The proposed mechanism of the prodrug for GSH was displayed by a two-step reaction: cleavage of the disulfide bond and intramolecular cyclization (Scheme 2).^31–33 MS and spectroscopic studies were used to verify the hypothesis. First, the spectra of compound 4 were consistent with that of the prodrug after the treatment with GSH, suggesting that compound 4 was the product (Fig. S2†). Furthermore, ESI-MS titration experiment was carried out to prove the anticipated release of vitamin D₂. The peaks at m/z of 279.07 and 435.35 were observed, which were attributed to [compound 4 + K]⁺ and [vitamin D₂ + K]⁺ (Fig. S3†). These results were indicative of the cleavage of the disulfide group and the production of fluorophore and vitamin D₂ in the sensing reaction.

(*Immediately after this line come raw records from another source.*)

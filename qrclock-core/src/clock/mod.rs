//! Clock application
//!
//! The menu/mode state machine, the four screens and the context that
//! connects them to the input events and the collaborator traits.

pub mod app;
pub mod context;
pub mod render;

pub use app::{Action, ClockApp, Event, MenuItem, Mode, SyncStatus};
pub use context::ClockContext;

Scheme 2 Proposed response mechanism of the prodrug for GSH.

2.5 Antitumor activity evaluation and live cell imaging

The prodrug displayed good biocompatibility to HEK 293T cells (Fig. S4†). Inspired by above results, we further investigated the practicability of the prodrug in biological systems by carrying out antitumor activity and bioimaging experiments. To determine the antitumor activity, vitamin D₂, compound 5 and prodrug were first incubated with HeLa cells and then evaluated by using typical MTT assays. Prodrug and vitamin D₂ showed similar antitumor activity against HeLa cell lines, while compound 5 showed low activity for living cells (Fig. 3). Then, the cellular uptake and intracellular localization of prodrug were investigated using a fluorescence microscope. When HeLa cells were incubated with the prodrug for 30 min, weak fluorescence from prodrug was observed, indicating that the prodrug was sufficiently activated by the high concentration of GSH in cancer cells. To demonstrate the role of the GSH presented in disulfide cleavage, additional 1.0 mM prodrug was added to HeLa cells and an enhanced fluorescence was observed (Fig. 4). These results were fully consistent with the design expectations and suggested that the prodrug can be used to monitor the drug release process in cancer cells.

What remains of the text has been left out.